* Aim of the exercise
Filter the records below, keeping only lines with the string "InvalidNumber".

====== Data records ======

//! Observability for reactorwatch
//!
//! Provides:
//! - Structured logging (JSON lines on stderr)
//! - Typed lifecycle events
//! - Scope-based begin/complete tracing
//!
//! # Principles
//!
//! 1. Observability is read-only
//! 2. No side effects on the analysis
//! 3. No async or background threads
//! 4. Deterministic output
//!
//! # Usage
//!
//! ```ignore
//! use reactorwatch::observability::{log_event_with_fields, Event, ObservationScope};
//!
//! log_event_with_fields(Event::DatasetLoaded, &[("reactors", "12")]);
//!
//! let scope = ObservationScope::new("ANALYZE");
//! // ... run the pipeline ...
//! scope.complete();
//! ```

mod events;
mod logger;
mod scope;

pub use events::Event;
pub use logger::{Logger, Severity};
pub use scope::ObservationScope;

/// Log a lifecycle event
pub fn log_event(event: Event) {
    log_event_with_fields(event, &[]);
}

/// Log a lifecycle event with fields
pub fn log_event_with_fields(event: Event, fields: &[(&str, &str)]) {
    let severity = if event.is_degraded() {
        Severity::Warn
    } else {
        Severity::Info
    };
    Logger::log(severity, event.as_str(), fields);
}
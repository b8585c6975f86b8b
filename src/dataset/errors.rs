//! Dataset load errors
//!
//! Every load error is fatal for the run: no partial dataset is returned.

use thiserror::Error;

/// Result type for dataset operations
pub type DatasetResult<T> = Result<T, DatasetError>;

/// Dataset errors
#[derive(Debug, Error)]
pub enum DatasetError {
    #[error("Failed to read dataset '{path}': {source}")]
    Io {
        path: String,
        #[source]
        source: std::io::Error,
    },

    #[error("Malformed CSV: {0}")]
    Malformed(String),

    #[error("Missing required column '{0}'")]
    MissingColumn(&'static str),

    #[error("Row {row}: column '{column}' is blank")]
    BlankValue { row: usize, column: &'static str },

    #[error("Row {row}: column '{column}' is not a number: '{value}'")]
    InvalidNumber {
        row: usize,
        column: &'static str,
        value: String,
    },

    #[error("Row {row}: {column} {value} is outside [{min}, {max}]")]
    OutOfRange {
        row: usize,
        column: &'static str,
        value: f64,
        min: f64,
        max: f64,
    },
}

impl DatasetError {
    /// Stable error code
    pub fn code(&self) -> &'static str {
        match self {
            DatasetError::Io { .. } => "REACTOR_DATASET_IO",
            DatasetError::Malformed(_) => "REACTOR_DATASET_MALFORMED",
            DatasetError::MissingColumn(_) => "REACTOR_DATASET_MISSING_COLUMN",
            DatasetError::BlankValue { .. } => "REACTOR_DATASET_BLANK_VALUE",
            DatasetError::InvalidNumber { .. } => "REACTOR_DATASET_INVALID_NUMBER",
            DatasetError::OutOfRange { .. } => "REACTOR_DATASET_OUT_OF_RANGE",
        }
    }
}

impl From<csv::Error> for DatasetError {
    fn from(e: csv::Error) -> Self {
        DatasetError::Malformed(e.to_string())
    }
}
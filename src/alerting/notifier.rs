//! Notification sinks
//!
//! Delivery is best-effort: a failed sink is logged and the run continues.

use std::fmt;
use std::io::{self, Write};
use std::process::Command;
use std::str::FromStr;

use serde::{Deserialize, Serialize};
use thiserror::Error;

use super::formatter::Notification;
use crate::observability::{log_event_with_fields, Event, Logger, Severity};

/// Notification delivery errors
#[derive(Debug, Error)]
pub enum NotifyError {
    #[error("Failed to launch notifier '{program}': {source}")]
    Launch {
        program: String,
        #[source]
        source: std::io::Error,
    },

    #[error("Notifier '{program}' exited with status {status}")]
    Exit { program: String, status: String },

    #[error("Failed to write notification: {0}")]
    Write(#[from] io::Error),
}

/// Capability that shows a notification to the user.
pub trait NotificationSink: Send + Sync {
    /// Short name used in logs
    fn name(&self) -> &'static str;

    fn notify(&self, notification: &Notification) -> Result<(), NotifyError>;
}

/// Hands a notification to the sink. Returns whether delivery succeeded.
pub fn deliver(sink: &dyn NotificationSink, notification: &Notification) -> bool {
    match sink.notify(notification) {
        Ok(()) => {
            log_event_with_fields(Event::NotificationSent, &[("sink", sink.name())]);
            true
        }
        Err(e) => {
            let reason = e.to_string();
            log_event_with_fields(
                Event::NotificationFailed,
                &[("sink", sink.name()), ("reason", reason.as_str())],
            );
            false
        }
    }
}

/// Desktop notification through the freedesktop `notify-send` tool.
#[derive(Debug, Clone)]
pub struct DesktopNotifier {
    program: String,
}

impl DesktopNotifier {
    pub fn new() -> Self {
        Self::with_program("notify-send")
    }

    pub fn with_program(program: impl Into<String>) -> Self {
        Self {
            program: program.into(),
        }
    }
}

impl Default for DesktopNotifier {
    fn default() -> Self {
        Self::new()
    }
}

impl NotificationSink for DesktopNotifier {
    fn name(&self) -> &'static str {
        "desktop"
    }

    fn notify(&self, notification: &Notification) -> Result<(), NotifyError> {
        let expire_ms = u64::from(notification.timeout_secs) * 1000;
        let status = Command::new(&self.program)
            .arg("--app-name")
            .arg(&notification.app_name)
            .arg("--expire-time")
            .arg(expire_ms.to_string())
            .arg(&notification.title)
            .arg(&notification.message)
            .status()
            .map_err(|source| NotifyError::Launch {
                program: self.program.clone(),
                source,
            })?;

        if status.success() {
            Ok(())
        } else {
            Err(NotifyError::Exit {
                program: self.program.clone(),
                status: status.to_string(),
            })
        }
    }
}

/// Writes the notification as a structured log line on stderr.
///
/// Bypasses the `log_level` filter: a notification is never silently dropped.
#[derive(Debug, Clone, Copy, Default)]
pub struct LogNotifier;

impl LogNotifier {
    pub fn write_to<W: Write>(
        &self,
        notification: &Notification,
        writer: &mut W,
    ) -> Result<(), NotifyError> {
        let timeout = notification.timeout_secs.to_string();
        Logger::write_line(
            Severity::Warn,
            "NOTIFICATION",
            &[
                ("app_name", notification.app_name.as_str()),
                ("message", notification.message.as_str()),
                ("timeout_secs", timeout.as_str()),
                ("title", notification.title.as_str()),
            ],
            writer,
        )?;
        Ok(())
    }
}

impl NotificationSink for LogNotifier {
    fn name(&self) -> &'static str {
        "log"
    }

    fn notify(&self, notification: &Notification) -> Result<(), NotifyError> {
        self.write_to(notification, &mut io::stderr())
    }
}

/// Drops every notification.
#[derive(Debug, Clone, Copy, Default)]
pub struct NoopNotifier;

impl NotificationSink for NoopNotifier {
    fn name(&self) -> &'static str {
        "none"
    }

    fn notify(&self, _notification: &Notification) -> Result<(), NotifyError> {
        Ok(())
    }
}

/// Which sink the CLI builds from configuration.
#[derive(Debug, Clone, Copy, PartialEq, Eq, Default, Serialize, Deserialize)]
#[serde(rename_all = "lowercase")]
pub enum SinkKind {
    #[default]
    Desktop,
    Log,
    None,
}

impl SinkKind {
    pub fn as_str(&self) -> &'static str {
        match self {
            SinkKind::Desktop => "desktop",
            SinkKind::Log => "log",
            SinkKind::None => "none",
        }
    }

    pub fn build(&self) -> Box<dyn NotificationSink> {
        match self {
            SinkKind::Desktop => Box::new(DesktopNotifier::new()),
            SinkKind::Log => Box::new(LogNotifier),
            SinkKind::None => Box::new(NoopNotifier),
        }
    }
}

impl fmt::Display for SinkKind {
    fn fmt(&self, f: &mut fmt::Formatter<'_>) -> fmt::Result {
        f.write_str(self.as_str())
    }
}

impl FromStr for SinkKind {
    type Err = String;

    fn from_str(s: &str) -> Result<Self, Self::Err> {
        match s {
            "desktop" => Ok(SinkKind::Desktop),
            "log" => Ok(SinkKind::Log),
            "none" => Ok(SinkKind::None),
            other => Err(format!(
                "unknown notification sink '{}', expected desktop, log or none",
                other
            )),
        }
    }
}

======

* Task solution
    InvalidNumber {
            DatasetError::InvalidNumber { .. } => "REACTOR_DATASET_INVALID_NUMBER",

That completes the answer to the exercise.